Discussing pain perception at an FHT local group

Hereford local group

During our previous meeting, we had a fascinating talk on rethinking pain by Lin Leong, a neurophysiotherapist and yoga teacher, writes Hereford group coordinator Carina Stinchcombe.

Lin gave us an overview of the mechanisms active in persistent pain. As our collective understanding of pain perception develops, it seems that tissue damage, misalignment or degradation are not sufficient explanations in the treatment of persistent pain. Applying the biopsychosocial model to understanding pain, we considered strategies beyond tissue release and remedial action, to support clients with persistent pain.

In practice, it can be confusing for a bodyworker to apply a biopsychosocial model to their treatments. A helpful shift is to emphasise the value of validating a client’s experience, using empowering language and creating a safe environment where a client needs to relearn a pain habit. We can also sometimes help a client to identify factors that may increase pain perception, for instance, fear avoidance, leading to habitual and unhelpful movement strategies, tiredness, loneliness, stressful work conditions, anxiety and depression. Many people won’t have made these connections for themselves, so we can use our own treatments and referral networks to help clients access strategies to help with the reduction of pain.

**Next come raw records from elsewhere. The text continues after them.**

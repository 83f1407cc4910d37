// SPDX-License-Identifier: Apache-2.0
#![allow(clippy::unwrap_used)]
use proptest::prelude::*;
use spider_brv::solve;
use spider_model::Graph;

proptest! {
    #[test]
    fn linear_chain_balances_every_edge(rates in prop::collection::vec(1i64..32, 2..8)) {
        let stage_count = rates.len() + 1;
        let mut g = Graph::new("g", stage_count, rates.len(), 0, 0, 0, 0);
        let mut vertices = Vec::with_capacity(stage_count);
        vertices.push(g.add_vertex("v0", 0, 1));
        for i in 1..rates.len() {
            vertices.push(g.add_vertex(format!("v{i}"), 1, 1));
        }
        vertices.push(g.add_vertex(format!("v{}", rates.len()), 1, 0));

        for (i, rate) in rates.iter().enumerate() {
            g.add_edge(vertices[i], 0, "1", vertices[i + 1], 0, &rate.to_string()).unwrap();
        }

        let brv = solve(&g).unwrap();
        let values = g.resolved_values();
        for edge in g.live_edges() {
            let src_rate = edge.src_rate().evaluate(&values).unwrap() as i64;
            let snk_rate = edge.snk_rate().evaluate(&values).unwrap() as i64;
            prop_assert_eq!(brv[&edge.src_vertex()] * src_rate, brv[&edge.snk_vertex()] * snk_rate);
        }
    }
}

Because translating this theory into practice is so multifaceted, we couldn’t cover applications in much depth, so we plan to have another session later in the year.

Find your local group and feel part of a therapy community!

Local groups are a valuable hub for all those with a passion for therapies. Come along to hear from excellent speakers about the latest therapies and business ideas, take part in outings and social events, enjoy treatment swaps and share best practice.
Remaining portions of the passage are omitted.